- **Instructions to follow**: Within the records, tally the lines that contain "audit" and reply with that number only.

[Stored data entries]
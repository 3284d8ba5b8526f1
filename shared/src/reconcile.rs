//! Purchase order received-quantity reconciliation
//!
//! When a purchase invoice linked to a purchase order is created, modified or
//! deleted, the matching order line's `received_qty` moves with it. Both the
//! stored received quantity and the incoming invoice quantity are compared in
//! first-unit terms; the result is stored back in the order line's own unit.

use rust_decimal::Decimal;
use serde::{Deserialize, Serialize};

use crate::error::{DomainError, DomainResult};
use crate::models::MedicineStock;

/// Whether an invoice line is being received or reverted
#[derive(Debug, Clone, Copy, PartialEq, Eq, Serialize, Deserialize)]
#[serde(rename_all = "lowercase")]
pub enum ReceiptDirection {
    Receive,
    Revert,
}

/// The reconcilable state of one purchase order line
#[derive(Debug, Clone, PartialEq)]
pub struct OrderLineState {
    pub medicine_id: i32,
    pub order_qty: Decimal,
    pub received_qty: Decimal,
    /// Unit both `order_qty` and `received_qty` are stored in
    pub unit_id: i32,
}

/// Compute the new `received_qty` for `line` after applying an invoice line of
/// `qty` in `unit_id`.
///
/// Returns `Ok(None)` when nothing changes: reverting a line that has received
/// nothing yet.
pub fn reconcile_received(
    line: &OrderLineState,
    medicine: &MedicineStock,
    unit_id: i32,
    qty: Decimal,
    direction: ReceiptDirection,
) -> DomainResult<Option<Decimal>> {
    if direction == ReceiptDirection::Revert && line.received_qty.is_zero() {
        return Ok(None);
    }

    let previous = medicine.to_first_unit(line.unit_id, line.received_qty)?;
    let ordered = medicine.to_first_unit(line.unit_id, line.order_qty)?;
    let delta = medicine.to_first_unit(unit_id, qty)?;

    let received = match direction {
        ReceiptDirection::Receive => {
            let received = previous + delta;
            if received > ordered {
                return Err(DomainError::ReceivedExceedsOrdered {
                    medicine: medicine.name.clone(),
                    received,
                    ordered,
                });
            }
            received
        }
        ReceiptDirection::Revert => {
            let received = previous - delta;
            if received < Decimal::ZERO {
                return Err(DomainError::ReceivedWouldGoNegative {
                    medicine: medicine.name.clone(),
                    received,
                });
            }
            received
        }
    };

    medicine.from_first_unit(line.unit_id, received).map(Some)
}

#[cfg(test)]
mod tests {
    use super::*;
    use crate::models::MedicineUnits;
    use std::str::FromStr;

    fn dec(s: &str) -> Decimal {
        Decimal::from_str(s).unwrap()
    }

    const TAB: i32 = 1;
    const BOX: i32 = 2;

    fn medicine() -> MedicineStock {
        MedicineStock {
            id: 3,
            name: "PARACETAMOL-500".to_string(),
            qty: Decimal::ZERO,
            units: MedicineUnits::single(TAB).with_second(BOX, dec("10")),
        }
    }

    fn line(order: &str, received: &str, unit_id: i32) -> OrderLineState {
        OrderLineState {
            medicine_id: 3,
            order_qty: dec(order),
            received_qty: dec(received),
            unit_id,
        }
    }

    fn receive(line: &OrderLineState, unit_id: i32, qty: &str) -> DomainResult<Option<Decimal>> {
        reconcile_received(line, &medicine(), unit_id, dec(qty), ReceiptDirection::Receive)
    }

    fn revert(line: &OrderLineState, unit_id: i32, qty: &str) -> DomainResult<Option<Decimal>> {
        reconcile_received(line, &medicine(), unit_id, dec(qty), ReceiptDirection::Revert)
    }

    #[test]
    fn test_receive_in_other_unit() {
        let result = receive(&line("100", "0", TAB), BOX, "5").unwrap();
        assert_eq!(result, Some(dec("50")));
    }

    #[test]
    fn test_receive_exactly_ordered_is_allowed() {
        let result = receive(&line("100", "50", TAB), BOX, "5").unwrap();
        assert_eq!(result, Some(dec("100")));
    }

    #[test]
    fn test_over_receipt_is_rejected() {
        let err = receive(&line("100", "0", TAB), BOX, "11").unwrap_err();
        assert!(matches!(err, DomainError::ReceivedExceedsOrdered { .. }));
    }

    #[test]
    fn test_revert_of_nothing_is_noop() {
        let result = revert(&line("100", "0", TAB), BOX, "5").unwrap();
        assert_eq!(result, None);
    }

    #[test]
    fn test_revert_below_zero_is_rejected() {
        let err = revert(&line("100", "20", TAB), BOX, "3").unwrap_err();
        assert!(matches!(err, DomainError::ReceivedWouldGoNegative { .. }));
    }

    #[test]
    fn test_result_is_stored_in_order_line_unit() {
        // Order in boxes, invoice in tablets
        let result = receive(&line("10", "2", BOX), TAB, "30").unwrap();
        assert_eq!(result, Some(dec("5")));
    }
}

==

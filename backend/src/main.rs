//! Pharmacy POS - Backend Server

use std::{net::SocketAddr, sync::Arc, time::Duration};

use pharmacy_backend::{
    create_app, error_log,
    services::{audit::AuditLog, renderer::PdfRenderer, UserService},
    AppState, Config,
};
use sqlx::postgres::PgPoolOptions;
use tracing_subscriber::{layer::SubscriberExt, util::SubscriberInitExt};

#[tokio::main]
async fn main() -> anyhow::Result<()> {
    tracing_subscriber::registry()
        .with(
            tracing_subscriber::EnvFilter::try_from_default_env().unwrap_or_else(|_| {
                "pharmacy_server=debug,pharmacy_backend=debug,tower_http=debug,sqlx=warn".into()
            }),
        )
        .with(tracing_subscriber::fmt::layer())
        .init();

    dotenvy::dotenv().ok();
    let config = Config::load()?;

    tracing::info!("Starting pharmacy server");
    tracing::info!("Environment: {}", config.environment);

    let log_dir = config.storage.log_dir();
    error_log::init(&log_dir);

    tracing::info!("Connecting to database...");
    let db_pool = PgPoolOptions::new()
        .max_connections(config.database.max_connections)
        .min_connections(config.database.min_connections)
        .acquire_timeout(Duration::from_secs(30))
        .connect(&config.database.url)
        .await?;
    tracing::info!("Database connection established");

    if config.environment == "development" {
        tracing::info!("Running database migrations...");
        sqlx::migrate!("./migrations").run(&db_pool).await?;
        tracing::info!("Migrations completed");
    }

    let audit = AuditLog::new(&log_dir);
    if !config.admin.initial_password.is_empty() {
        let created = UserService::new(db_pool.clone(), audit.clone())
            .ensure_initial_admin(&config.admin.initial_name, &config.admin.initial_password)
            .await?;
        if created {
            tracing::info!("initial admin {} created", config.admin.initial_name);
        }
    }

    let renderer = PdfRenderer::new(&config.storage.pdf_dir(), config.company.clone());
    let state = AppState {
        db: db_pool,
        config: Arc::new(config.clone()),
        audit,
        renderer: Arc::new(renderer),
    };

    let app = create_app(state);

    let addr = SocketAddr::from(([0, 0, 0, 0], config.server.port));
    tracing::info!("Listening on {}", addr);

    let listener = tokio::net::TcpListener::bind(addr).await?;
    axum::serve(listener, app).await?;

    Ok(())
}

* * *

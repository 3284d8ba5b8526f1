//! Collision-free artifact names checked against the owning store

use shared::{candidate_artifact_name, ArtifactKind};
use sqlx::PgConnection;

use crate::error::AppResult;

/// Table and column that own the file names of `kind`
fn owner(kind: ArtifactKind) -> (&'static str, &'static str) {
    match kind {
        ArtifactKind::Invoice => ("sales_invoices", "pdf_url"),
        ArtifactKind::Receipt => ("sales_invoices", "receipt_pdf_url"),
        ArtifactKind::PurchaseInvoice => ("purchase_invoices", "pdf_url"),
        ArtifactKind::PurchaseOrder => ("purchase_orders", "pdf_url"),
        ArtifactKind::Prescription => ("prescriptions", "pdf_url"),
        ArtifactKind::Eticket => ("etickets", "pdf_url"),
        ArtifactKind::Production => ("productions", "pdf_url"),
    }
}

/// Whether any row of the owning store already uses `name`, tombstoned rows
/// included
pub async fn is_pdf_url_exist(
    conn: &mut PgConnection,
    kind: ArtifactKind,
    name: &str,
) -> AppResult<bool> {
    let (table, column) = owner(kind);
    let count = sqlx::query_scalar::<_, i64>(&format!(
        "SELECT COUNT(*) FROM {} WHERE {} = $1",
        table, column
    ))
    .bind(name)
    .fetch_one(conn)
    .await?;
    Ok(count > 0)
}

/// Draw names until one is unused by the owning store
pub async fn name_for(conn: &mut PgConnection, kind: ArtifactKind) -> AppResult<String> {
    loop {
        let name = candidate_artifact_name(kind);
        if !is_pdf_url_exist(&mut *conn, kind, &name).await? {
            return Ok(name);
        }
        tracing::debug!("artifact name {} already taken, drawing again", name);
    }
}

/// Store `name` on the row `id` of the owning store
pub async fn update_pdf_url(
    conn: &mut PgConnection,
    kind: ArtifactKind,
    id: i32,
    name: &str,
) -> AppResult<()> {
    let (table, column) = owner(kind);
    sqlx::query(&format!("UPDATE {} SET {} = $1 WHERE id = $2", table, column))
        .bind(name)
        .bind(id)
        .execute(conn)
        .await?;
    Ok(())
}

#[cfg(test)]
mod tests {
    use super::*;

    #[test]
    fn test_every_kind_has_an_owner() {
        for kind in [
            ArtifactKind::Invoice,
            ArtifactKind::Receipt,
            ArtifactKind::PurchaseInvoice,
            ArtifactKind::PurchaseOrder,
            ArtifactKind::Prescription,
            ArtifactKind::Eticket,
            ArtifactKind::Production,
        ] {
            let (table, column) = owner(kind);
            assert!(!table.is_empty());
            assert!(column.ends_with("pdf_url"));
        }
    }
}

- **Solution for this exercise**: 4